Normal Function
The ACADS gene provides instructions for making an enzyme called short-chain acyl-CoA dehydrogenase (SCAD). This enzyme functions within mitochondria, the energy-producing centers within cells. SCAD is essential for fatty acid oxidation, which is the multistep process that breaks down (metabolizes) fats and converts them to energy.
SCAD is required to metabolize a group of fats called short-chain fatty acids. These fatty acids are found in some foods and are also produced when larger fatty acids are metabolized. Fatty acids are a major source of energy for the heart and muscles. During periods without food (fasting), fatty acids are also an important energy source for the liver and other tissues.

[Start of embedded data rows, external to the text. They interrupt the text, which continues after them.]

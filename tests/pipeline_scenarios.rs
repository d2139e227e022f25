use std::collections::VecDeque;
use std::path::PathBuf;
use std::sync::atomic::{AtomicUsize, Ordering};
use std::sync::{Arc, Mutex};
use std::time::Duration;

use async_trait::async_trait;
use futures_util::future::join_all;

use azwaj_rag::core::config::{AppPaths, ConfigService, RagSettings};
use azwaj_rag::core::errors::{AnswerError, EmbeddingError, GenerationError};
use azwaj_rag::corpus::Corpus;
use azwaj_rag::llm::{Embedder, GenerateOptions, Generator};
use azwaj_rag::rag::{AnswerPipeline, PipelineStage, QueryContext};

fn manifest_dir() -> PathBuf {
    PathBuf::from(env!("CARGO_MANIFEST_DIR"))
}

fn fixture_corpus() -> Arc<Corpus> {
    Arc::new(Corpus::load(&manifest_dir().join("tests/fixtures/azwaj_chunks.json")).unwrap())
}

/// Settings from the shipped `config.yml`, with a short generator deadline.
fn shipped_settings() -> RagSettings {
    let data_dir = tempfile::tempdir().unwrap();
    let paths = Arc::new(AppPaths::from_dirs(manifest_dir(), data_dir.path().to_path_buf()));
    let config = ConfigService::new(paths).load_config().unwrap();
    let mut settings = RagSettings::from_config(&config).unwrap();
    settings.generation.timeout = Duration::from_millis(150);
    settings
}

/// Three axes: Umm Habibah, Zaynab bint Jahsh, Zaynab bint Khuzaymah.
struct KeywordEmbedder;

#[async_trait]
impl Embedder for KeywordEmbedder {
    fn name(&self) -> &str {
        "keyword"
    }

    async fn embed(&self, text: &str) -> Result<Vec<f32>, EmbeddingError> {
        let text = text.to_lowercase();
        let mut vector = vec![0.0f32; 3];
        if text.contains("habibah") || text.contains("ramlah") {
            vector[0] += 1.0;
        }
        if text.contains("jahsh") {
            vector[1] += 1.0;
        }
        if text.contains("khuzaymah") || text.contains("needy") {
            vector[2] += 1.0;
        }
        if text.contains("zaynab") && !text.contains("jahsh") && !text.contains("khuzaymah") {
            vector[1] += 0.5;
            vector[2] += 0.5;
        }
        Ok(vector)
    }
}

/// Replies with the first context passage, or makes something up when there
/// is none.
struct PassageEchoGenerator {
    prompts: Mutex<Vec<String>>,
}

impl PassageEchoGenerator {
    fn new() -> Arc<Self> {
        Arc::new(Self {
            prompts: Mutex::new(Vec::new()),
        })
    }

    fn last_prompt(&self) -> String {
        self.prompts.lock().unwrap().last().cloned().unwrap_or_default()
    }
}

#[async_trait]
impl Generator for PassageEchoGenerator {
    fn name(&self) -> &str {
        "passage-echo"
    }

    async fn generate(
        &self,
        prompt: &str,
        _options: &GenerateOptions,
    ) -> Result<String, GenerationError> {
        self.prompts.lock().unwrap().push(prompt.to_string());
        let mut lines = prompt.lines();
        while let Some(line) = lines.next() {
            if line.starts_with("[1] (") {
                return Ok(lines.next().unwrap_or_default().to_string());
            }
        }
        Ok("Cleopatra was the last active ruler of the Ptolemaic Kingdom.".to_string())
    }
}

enum Step {
    Reply(&'static str),
    Fail,
    Hang,
}

struct ScriptedGenerator {
    steps: Mutex<VecDeque<Step>>,
    calls: AtomicUsize,
}

impl ScriptedGenerator {
    fn new(steps: Vec<Step>) -> Arc<Self> {
        Arc::new(Self {
            steps: Mutex::new(steps.into()),
            calls: AtomicUsize::new(0),
        })
    }
}

#[async_trait]
impl Generator for ScriptedGenerator {
    fn name(&self) -> &str {
        "scripted"
    }

    async fn generate(
        &self,
        _prompt: &str,
        _options: &GenerateOptions,
    ) -> Result<String, GenerationError> {
        self.calls.fetch_add(1, Ordering::SeqCst);
        let step = self.steps.lock().unwrap().pop_front();
        match step {
            Some(Step::Reply(text)) => Ok(text.to_string()),
            Some(Step::Fail) | None => Err(GenerationError::Status {
                status: 500,
                body: "model crashed".to_string(),
            }),
            Some(Step::Hang) => {
                tokio::time::sleep(Duration::from_secs(2)).await;
                Ok("too late".to_string())
            }
        }
    }
}

fn pipeline_with(generator: Arc<dyn Generator>) -> AnswerPipeline {
    AnswerPipeline::new(
        fixture_corpus(),
        Arc::new(KeywordEmbedder),
        generator,
        &shipped_settings(),
    )
}

#[tokio::test]
async fn lineage_question_stays_on_the_asked_entity() {
    let generator = PassageEchoGenerator::new();
    let pipeline = pipeline_with(generator.clone());

    let ctx = pipeline
        .retrieve("What was the lineage of Umm Habibah?")
        .await
        .unwrap();
    assert_eq!(ctx.ranked_passages[0].record.id, "umm-habibah-lineage");

    let result = pipeline
        .answer("What was the lineage of Umm Habibah?")
        .await
        .unwrap();

    assert!(!result.insufficient);
    assert!(result.text.contains("Abu Sufyan"));
    assert!(!result.text.contains("Jahsh"));
    assert!(result.sources.iter().all(|s| s.id == "umm-habibah-lineage"));
    assert!(!generator.last_prompt().contains("Zaynab bint Jahsh was the daughter"));
}

#[tokio::test]
async fn unrelated_question_is_insufficient() {
    let generator = PassageEchoGenerator::new();
    let pipeline = pipeline_with(generator.clone());

    let result = pipeline.answer("Who was Cleopatra?").await.unwrap();

    assert!(result.insufficient);
    assert!(!result.text.contains("Cleopatra"));
    assert!(result.sources.is_empty());
    assert!(generator.last_prompt().contains("NO CONTEXT AVAILABLE"));
}

#[tokio::test]
async fn ambiguous_name_injects_disambiguation_clause() {
    let generator = PassageEchoGenerator::new();
    let pipeline = pipeline_with(generator.clone());

    pipeline.answer("Who was Zaynab?").await.unwrap();

    let prompt = generator.last_prompt();
    assert!(prompt.contains("DISAMBIGUATION:"));
    assert!(prompt.contains("\"Zaynab bint Jahsh\" and \"Zaynab bint Khuzaymah\""));
    assert!(prompt.contains("Umm al-Masakin"));
}

#[tokio::test]
async fn title_question_names_the_title_holder() {
    let generator = PassageEchoGenerator::new();
    let pipeline = pipeline_with(generator.clone());

    let result = pipeline.answer("Who was the Mother of the Needy?").await.unwrap();

    assert!(result.text.contains("Zaynab bint Khuzaymah"));
    let prompt = generator.last_prompt();
    assert!(prompt.contains("KNOWN TITLES:"));
    assert!(prompt.contains("\"Mother of the Needy\" refers to Zaynab bint Khuzaymah"));
}

#[tokio::test]
async fn timeout_once_then_success_returns_text() {
    let generator = ScriptedGenerator::new(vec![Step::Hang, Step::Reply("Her father was Abu Sufyan.")]);
    let pipeline = pipeline_with(generator.clone());

    let result = pipeline.answer("Who was Umm Habibah's father?").await.unwrap();

    assert_eq!(result.text, "Her father was Abu Sufyan.");
    assert_eq!(generator.calls.load(Ordering::SeqCst), 2);
}

#[tokio::test]
async fn two_generator_failures_surface_generation_error() {
    let generator = ScriptedGenerator::new(vec![Step::Fail, Step::Fail, Step::Reply("unused")]);
    let pipeline = pipeline_with(generator.clone());

    let err = pipeline.answer("Who was Umm Habibah's father?").await.unwrap_err();

    assert!(matches!(
        err,
        AnswerError::Generation {
            attempts: 2,
            source: GenerationError::Status { status: 500, .. }
        }
    ));
    assert_eq!(err.stage(), PipelineStage::Generating);
    assert_eq!(generator.calls.load(Ordering::SeqCst), 2);
}

#[tokio::test]
async fn ranking_is_deterministic_across_calls() {
    let pipeline = pipeline_with(PassageEchoGenerator::new());

    let first = pipeline.retrieve("Who was Zaynab?").await.unwrap();
    let second = pipeline.retrieve("Who was Zaynab?").await.unwrap();

    fn summarize(ctx: &QueryContext<'_>) -> Vec<(String, u32)> {
        ctx.ranked_passages
            .iter()
            .map(|p| (p.record.id.clone(), p.score.to_bits()))
            .collect()
    }

    assert_eq!(summarize(&first), summarize(&second));
    assert_eq!(first.ranked_passages.len(), 3);
}

#[tokio::test]
async fn concurrent_requests_do_not_share_context() {
    let pipeline = Arc::new(pipeline_with(PassageEchoGenerator::new()));
    let questions = [
        ("Who was Umm Habibah's father?", "umm-habibah-lineage"),
        ("Who was the father of Zaynab bint Jahsh?", "zaynab-jahsh-lineage"),
        ("Why was Zaynab bint Khuzaymah called Mother of the Needy?", "zaynab-khuzaymah-title"),
    ];

    let tasks = questions.iter().cycle().take(12).map(|(question, expected)| {
        let pipeline = pipeline.clone();
        async move {
            let result = pipeline.answer(question).await.unwrap();
            (result, *expected)
        }
    });

    for (result, expected) in join_all(tasks).await {
        assert!(!result.insufficient);
        assert_eq!(result.sources[0].id, expected);
    }
}
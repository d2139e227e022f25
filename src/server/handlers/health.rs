use std::sync::Arc;

use axum::extract::State;
use axum::response::IntoResponse;
use axum::Json;
use serde_json::json;

use crate::core::errors::ApiError;
use crate::state::AppState;

pub async fn health(State(_state): State<Arc<AppState>>) -> impl IntoResponse {
    Json(json!({
        "status": "ok",
        "initialized": true
    }))
}

pub async fn get_status(State(state): State<Arc<AppState>>) -> Result<impl IntoResponse, ApiError> {
    let pipeline = &state.pipeline;
    let corpus = pipeline.corpus();
    let ollama_reachable = state.ollama.health_check().await;

    Ok(Json(json!({
        "initialized": true,
        "corpus": {
            "path": state.corpus_path.to_string_lossy(),
            "size": corpus.size(),
            "dimension": corpus.dimension(),
            "embedding_model": corpus.embedding_model(),
        },
        "embedding": {
            "backend": pipeline.embedder_name(),
            "model": state.settings.embedding.model,
        },
        "generation": {
            "backend": pipeline.generator_name(),
            "model": pipeline.generate_options().model,
            "max_retries": pipeline.generate_options().max_retries,
            "timeout_secs": pipeline.generate_options().timeout.as_secs(),
        },
        "retrieval": {
            "top_k": pipeline.top_k(),
            "min_relevance": state.settings.retrieval.min_relevance,
        },
        "guardrails": {
            "confusable_pairs": state.settings.guardrails.confusable_pairs.len(),
            "entity_titles": state.settings.guardrails.entity_titles.len(),
        },
        "ollama_reachable": ollama_reachable,
    })))
}
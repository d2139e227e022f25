//! Question in, answer out.
//!
//! `AnswerPipeline` runs Embedder, Ranker, GuardedPromptBuilder and Generator
//! in sequence for one request. The corpus and both backends are shared
//! read-only across concurrent requests; each request owns its own
//! `QueryContext`.

use std::sync::Arc;

use serde::Serialize;
use tracing::Instrument;
use uuid::Uuid;

use super::normalize::{normalize_answer, NormalizedAnswer};
use super::prompt::{ConfusablePair, GuardedPromptBuilder, PromptTemplate};
use super::query::QueryContext;
use super::ranker::{rank, RankedPassage};
use crate::core::config::RagSettings;
use crate::core::errors::{AnswerError, CorpusLoadError, EmbeddingError, GenerationError};
use crate::corpus::Corpus;
use crate::llm::{Embedder, GenerateOptions, Generator};

const PROBE_TEXT: &str = "dimension probe";
const PREVIEW_CHARS: usize = 100;

/// Passage that backed an answer.
#[derive(Debug, Clone, PartialEq, Serialize)]
pub struct SourceRef {
    pub id: String,
    #[serde(skip_serializing_if = "Option::is_none")]
    pub entity: Option<String>,
    #[serde(skip_serializing_if = "Option::is_none")]
    pub section: Option<String>,
    pub score: f32,
}

impl From<&RankedPassage<'_>> for SourceRef {
    fn from(passage: &RankedPassage<'_>) -> Self {
        Self {
            id: passage.record.id.clone(),
            entity: passage.record.entity.clone(),
            section: passage.record.section.clone(),
            score: passage.score,
        }
    }
}

#[derive(Debug, Clone, PartialEq, Serialize)]
pub struct AnswerResult {
    pub text: String,
    /// The passages did not support an answer. Not an error.
    pub insufficient: bool,
    pub sources: Vec<SourceRef>,
}

impl AnswerResult {
    fn insufficient(message: &str) -> Self {
        Self {
            text: message.to_string(),
            insufficient: true,
            sources: Vec::new(),
        }
    }
}

pub struct AnswerPipeline {
    corpus: Arc<Corpus>,
    embedder: Arc<dyn Embedder>,
    generator: Arc<dyn Generator>,
    prompt_builder: GuardedPromptBuilder,
    confusable_pairs: Vec<ConfusablePair>,
    top_k: usize,
    min_relevance: f32,
    max_question_length: usize,
    options: GenerateOptions,
}

impl AnswerPipeline {
    pub fn new(
        corpus: Arc<Corpus>,
        embedder: Arc<dyn Embedder>,
        generator: Arc<dyn Generator>,
        settings: &RagSettings,
    ) -> Self {
        let guardrails = &settings.guardrails;
        Self {
            corpus,
            embedder,
            generator,
            prompt_builder: GuardedPromptBuilder::new(PromptTemplate {
                persona: guardrails.persona.clone(),
                insufficient_message: guardrails.insufficient_message.clone(),
                entity_titles: guardrails.entity_titles.clone(),
            }),
            confusable_pairs: guardrails.confusable_pairs.clone(),
            top_k: settings.retrieval.top_k.max(1),
            min_relevance: settings.retrieval.min_relevance,
            max_question_length: settings.server.max_question_length,
            options: settings.generation.options().with_max_retries(settings.generation.max_retries),
        }
    }

    pub fn corpus(&self) -> &Corpus {
        &self.corpus
    }

    pub fn top_k(&self) -> usize {
        self.top_k
    }

    pub fn generate_options(&self) -> &GenerateOptions {
        &self.options
    }

    pub fn embedder_name(&self) -> &str {
        self.embedder.name()
    }

    pub fn generator_name(&self) -> &str {
        self.generator.name()
    }

    /// Embeds a probe string once and checks its dimension against the corpus.
    pub async fn verify_embedder(&self) -> Result<(), CorpusLoadError> {
        let vector = self
            .embedder
            .embed(PROBE_TEXT)
            .await
            .map_err(CorpusLoadError::EmbedderProbe)?;

        if vector.len() != self.corpus.dimension() {
            return Err(CorpusLoadError::EmbedderMismatch {
                corpus: self.corpus.dimension(),
                embedder: vector.len(),
            });
        }
        tracing::info!(
            "Embedder '{}' verified: dimension {}",
            self.embedder.name(),
            vector.len()
        );
        Ok(())
    }

    /// Runs the Embedding and Ranking stages and stops before prompting.
    ///
    /// The returned context sits in `PromptBuilding`.
    pub async fn retrieve(&self, question: &str) -> Result<QueryContext<'_>, AnswerError> {
        let question = self.check_question(question)?;
        let mut ctx = QueryContext::new(question);

        ctx.advance();
        let vector = match self.embed_query(&ctx.question).await {
            Ok(vector) => vector,
            Err(err) => {
                ctx.fail();
                return Err(err.into());
            }
        };
        ctx.query_embedding = vector;

        ctx.advance();
        ctx.ranked_passages = rank(&ctx.query_embedding, &self.corpus, self.top_k);
        for passage in &ctx.ranked_passages {
            tracing::debug!(
                score = passage.score,
                id = %passage.record.id,
                "retrieved: {}",
                preview(&passage.record.text)
            );
        }

        ctx.advance();
        Ok(ctx)
    }

    /// Answers one question.
    ///
    /// `insufficient` results are successes. Errors carry no partial text.
    pub async fn answer(&self, question: &str) -> Result<AnswerResult, AnswerError> {
        let span = tracing::info_span!("answer", request_id = %Uuid::new_v4());
        self.answer_inner(question).instrument(span).await
    }

    async fn answer_inner(&self, question: &str) -> Result<AnswerResult, AnswerError> {
        let mut ctx = self.retrieve(question).await?;

        let relevant: Vec<RankedPassage<'_>> = ctx
            .ranked_passages
            .iter()
            .copied()
            .filter(|passage| passage.score >= self.min_relevance)
            .collect();
        if relevant.is_empty() {
            tracing::info!(
                "No passage reached relevance {:.2}; forcing insufficient answer",
                self.min_relevance
            );
        }

        let prompt = self
            .prompt_builder
            .build(&ctx.question, &relevant, &self.confusable_pairs);
        ctx.advance();

        let outcome = self.generate_with_retry(&prompt).await;
        let message = &self.prompt_builder.template().insufficient_message;

        if relevant.is_empty() {
            if let Err(err) = &outcome {
                tracing::warn!("Generator failed on the no-context path: {}", err);
            }
            ctx.advance();
            return Ok(AnswerResult::insufficient(message));
        }

        let result = match outcome {
            Ok(answer) if answer.insufficient => AnswerResult::insufficient(message),
            Ok(answer) => AnswerResult {
                text: answer.text,
                insufficient: false,
                sources: relevant.iter().map(SourceRef::from).collect(),
            },
            Err(err) => {
                ctx.fail();
                tracing::error!("Answer failed: {}", err);
                return Err(err);
            }
        };

        ctx.advance();
        tracing::info!(insufficient = result.insufficient, "Answer ready");
        Ok(result)
    }

    fn check_question<'q>(&self, question: &'q str) -> Result<&'q str, AnswerError> {
        let question = question.trim();
        if question.is_empty() {
            return Err(AnswerError::EmptyQuestion);
        }
        let length = question.chars().count();
        if length > self.max_question_length {
            return Err(AnswerError::QuestionTooLong {
                length,
                limit: self.max_question_length,
            });
        }
        Ok(question)
    }

    async fn embed_query(&self, question: &str) -> Result<Vec<f32>, EmbeddingError> {
        let vector = self.embedder.embed(question).await?;

        if vector.is_empty() {
            return Err(EmbeddingError::Malformed("empty query vector".to_string()));
        }
        if vector.iter().any(|v| !v.is_finite()) {
            return Err(EmbeddingError::Malformed(
                "non-finite value in query vector".to_string(),
            ));
        }
        if vector.len() != self.corpus.dimension() {
            return Err(EmbeddingError::DimensionMismatch {
                expected: self.corpus.dimension(),
                found: vector.len(),
            });
        }
        Ok(vector)
    }

    /// Calls the Generator with the same prompt up to `1 + max_retries` times.
    async fn generate_with_retry(&self, prompt: &str) -> Result<NormalizedAnswer, AnswerError> {
        let max_attempts = 1 + self.options.max_retries.min(1);
        let message = &self.prompt_builder.template().insufficient_message;
        let mut attempt = 0;

        loop {
            attempt += 1;
            let result = match tokio::time::timeout(
                self.options.timeout,
                self.generator.generate(prompt, &self.options),
            )
            .await
            {
                Ok(Ok(raw)) => normalize_answer(&raw, message)
                    .ok_or_else(|| GenerationError::Malformed("empty answer".to_string())),
                Ok(Err(err)) => Err(err),
                Err(_) => Err(GenerationError::Timeout(self.options.timeout)),
            };

            match result {
                Ok(answer) => {
                    if attempt > 1 {
                        tracing::info!("Generator succeeded on attempt {}", attempt);
                    }
                    return Ok(answer);
                }
                Err(err) if attempt < max_attempts => {
                    tracing::warn!(
                        "Generator attempt {}/{} failed: {}. Retrying with the same prompt",
                        attempt,
                        max_attempts,
                        err
                    );
                }
                Err(err) => {
                    return Err(AnswerError::Generation {
                        attempts: attempt,
                        source: err,
                    });
                }
            }
        }
    }
}

fn preview(text: &str) -> String {
    let mut chars = text.chars();
    let head: String = chars.by_ref().take(PREVIEW_CHARS).collect();
    if chars.next().is_some() {
        format!("{}...", head)
    } else {
        head
    }
}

Health Conditions Related to Genetic Changes
Short-chain acyl-CoA dehydrogenase deficiency
More than 55 mutations in the ACADS gene have been found to cause short-chain acyl-CoA dehydrogenase (SCAD) deficiency. Almost all of these mutations change single protein building blocks (amino acids) in the SCAD enzyme. These mutations prevent the enzyme from properly metabolizing short-chain fatty acids. As a result, these fats are not converted into energy, which can lead to the characteristic signs and symptoms of this disorder, including lack of energy (lethargy), low blood glucose (hypoglycemia), poor muscle tone (hypotonia), and weakness.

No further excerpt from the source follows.